Note
Access to this page requires authorization. You can try signing in or changing directories.
Access to this page requires authorization. You can try changing directories.
APPLIES TO:
Azure Database for PostgreSQL - Flexible Server
Sharding is a technique used in database systems and distributed computing to horizontally partition data across multiple servers or nodes. It involves breaking up a large database or dataset into smaller, more manageable parts called Shards. A shard contains a subset of the data, and together, shards form the complete dataset.
Elastic clusters on Azure Database for PostgreSQL Flexible Server offer two types of data sharding: row-based and schema-based. Each option comes with its own tradeoffs, allowing you to choose the approach that best aligns with your application's requirements.
Row-based sharding
Shards tables in the single database shared schema model, also known as row-based sharding, tenants coexist as rows within the same table. The tenant is determined by defining a distribution column, which allows splitting up a table horizontally.

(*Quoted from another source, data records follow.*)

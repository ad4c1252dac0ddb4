//! Existence check: `POST /spaces/{space}/blocks/check`

use std::time::Duration;

use filesync_core::domain::Cid;
use filesync_core::ports::{IRemoteStore, RemoteError};
use wiremock::matchers::{body_json, header, method, path};
use wiremock::{Mock, ResponseTemplate};

use crate::common;

#[tokio::test]
async fn test_check_returns_existing_subset() {
    let (server, client) = common::setup_remote_mock().await;
    let blocks = common::blocks();
    let cids: Vec<Cid> = blocks.iter().map(|b| *b.cid()).collect();

    Mock::given(method("POST"))
        .and(path("/spaces/space1/blocks/check"))
        .and(header("Authorization", format!("Bearer {}", common::TOKEN).as_str()))
        .and(body_json(serde_json::json!({
            "cids": cids.iter().map(Cid::to_string).collect::<Vec<_>>()
        })))
        .respond_with(ResponseTemplate::new(200).set_body_json(serde_json::json!({
            "existing": [cids[0].to_string()]
        })))
        .expect(1)
        .mount(&server)
        .await;

    let existing = client
        .exists_remotely(&common::space(), &cids)
        .await
        .expect("check failed");
    assert_eq!(existing.len(), 1);
    assert!(existing.contains(&cids[0]));
}

#[tokio::test]
async fn test_check_with_no_cids_skips_network() {
    let (server, client) = common::setup_remote_mock().await;

    let existing = client.exists_remotely(&common::space(), &[]).await.unwrap();
    assert!(existing.is_empty());
    assert!(server.received_requests().await.unwrap().is_empty());
}

#[tokio::test]
async fn test_check_rejects_unrequested_cids() {
    let (server, client) = common::setup_remote_mock().await;
    let asked = Cid::digest(b"asked");
    let stray = Cid::digest(b"stray");

    Mock::given(method("POST"))
        .and(path("/spaces/space1/blocks/check"))
        .respond_with(ResponseTemplate::new(200).set_body_json(serde_json::json!({
            "existing": [stray.to_string()]
        })))
        .mount(&server)
        .await;

    let err = client
        .exists_remotely(&common::space(), &[asked])
        .await
        .unwrap_err();
    assert!(matches!(err, RemoteError::InvalidResponse(_)));
}

#[tokio::test]
async fn test_check_malformed_body_is_invalid_response() {
    let (server, client) = common::setup_remote_mock().await;

    Mock::given(method("POST"))
        .and(path("/spaces/space1/blocks/check"))
        .respond_with(ResponseTemplate::new(200).set_body_string("not json"))
        .mount(&server)
        .await;

    let err = client
        .exists_remotely(&common::space(), &[Cid::digest(b"x")])
        .await
        .unwrap_err();
    assert!(matches!(err, RemoteError::InvalidResponse(_)));
}

#[tokio::test]
async fn test_check_throttled_carries_retry_after() {
    let (server, client) = common::setup_remote_mock().await;

    Mock::given(method("POST"))
        .and(path("/spaces/space1/blocks/check"))
        .respond_with(ResponseTemplate::new(429).append_header("Retry-After", "17"))
        .mount(&server)
        .await;

    let err = client
        .exists_remotely(&common::space(), &[Cid::digest(b"x")])
        .await
        .unwrap_err();
    assert_eq!(
        err,
        RemoteError::Throttled {
            retry_after: Duration::from_secs(17)
        }
    );
    assert!(err.is_retryable());
}

#[tokio::test]
async fn test_check_status_classification() {
    let cases: [(u16, fn(&RemoteError) -> bool); 7] = [
        (401, |e| matches!(e, RemoteError::Unauthorized(_))),
        (408, |e| matches!(e, RemoteError::Timeout)),
        (403, |e| matches!(e, RemoteError::Unauthorized(_))),
        (404, |e| matches!(e, RemoteError::NotFound(_))),
        (413, |e| matches!(e, RemoteError::Rejected(_))),
        (500, |e| matches!(e, RemoteError::Unavailable(_))),
        (503, |e| matches!(e, RemoteError::Unavailable(_))),
    ];

    for (status, expected) in cases {
        let (server, client) = common::setup_remote_mock().await;
        Mock::given(method("POST"))
            .and(path("/spaces/space1/blocks/check"))
            .respond_with(ResponseTemplate::new(status).set_body_string("nope"))
            .mount(&server)
            .await;

        let err = client
            .exists_remotely(&common::space(), &[Cid::digest(b"x")])
            .await
            .unwrap_err();
        assert!(expected(&err), "status {status} mapped to {err:?}");
    }
}

#[tokio::test]
async fn test_connection_refused_is_network_error() {
    let client = filesync_remote::HttpRemoteStore::with_base_url("http://127.0.0.1:9").unwrap();
    let err = client
        .exists_remotely(&common::space(), &[Cid::digest(b"x")])
        .await
        .unwrap_err();
    assert!(matches!(err, RemoteError::Network(_)));
    assert!(err.is_retryable());
}

/// Serves one request with a JSON body that stops halfway
async fn serve_truncated_body() -> String {
    use tokio::io::{AsyncReadExt, AsyncWriteExt};

    let listener = tokio::net::TcpListener::bind("127.0.0.1:0").await.unwrap();
    let addr = listener.local_addr().unwrap();

    tokio::spawn(async move {
        let (mut socket, _) = listener.accept().await.unwrap();

        // Drain the whole request so closing the socket does not reset it
        let mut request = Vec::new();
        let mut buf = [0u8; 4096];
        loop {
            let n = socket.read(&mut buf).await.unwrap();
            if n == 0 {
                break;
            }
            request.extend_from_slice(&buf[..n]);
            let text = String::from_utf8_lossy(&request);
            if let Some(end) = text.find("\r\n\r\n") {
                let length = text[..end]
                    .lines()
                    .find_map(|line| {
                        let (name, value) = line.split_once(':')?;
                        name.eq_ignore_ascii_case("content-length")
                            .then(|| value.trim().parse::<usize>().ok())
                            .flatten()
                    })
                    .unwrap_or(0);
                if request.len() >= end + 4 + length {
                    break;
                }
            }
        }

        socket
            .write_all(
                b"HTTP/1.1 200 OK\r\ncontent-type: application/json\r\ncontent-length: 64\r\n\r\n{\"existing\":[",
            )
            .await
            .unwrap();
        socket.shutdown().await.unwrap();
    });

    format!("http://{addr}")
}

#[tokio::test]
async fn test_check_truncated_body_is_retryable() {
    let base = serve_truncated_body().await;
    let client = filesync_remote::HttpRemoteStore::with_base_url(&base).unwrap();

    let err = client
        .exists_remotely(&common::space(), &[Cid::digest(b"x")])
        .await
        .unwrap_err();
    assert!(matches!(err, RemoteError::Network(_)), "got {err:?}");
    assert!(err.is_retryable());
}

Row-based sharding is the most hardware efficient method. Tenants are densely packed and distributed among the nodes in the cluster. This approach however requires making sure that all tables in the schema have the distribution column and that all queries in the application filter by that column. Row-based sharding shines in IoT workloads and for achieving the best margin out of hardware use.
Benefits:
- Best performance.
- Best tenant density per node.
Drawbacks:
- Requires schema modifications.
- Requires application query modifications.
- Requires that all tenants must share the same schema.
Schema-based sharding
Schema-based sharding is the shared database, a separate schema model, and the schema becomes the logical shard within the database. Multitenant apps can use a schema per tenant to easily shard along the tenant dimension. Query changes aren't required, and the application only needs a small modification to set the proper search_path when switching tenants. Schema-based sharding is an ideal solution for microservices and for ISVs (Independent Software Vendors) deploying applications that can't undergo the changes required to onboard row-based sharding.
Benefits:
- Tenants can have heterogeneous schemas.
- No schema modifications are required.
- No application query modifications are required.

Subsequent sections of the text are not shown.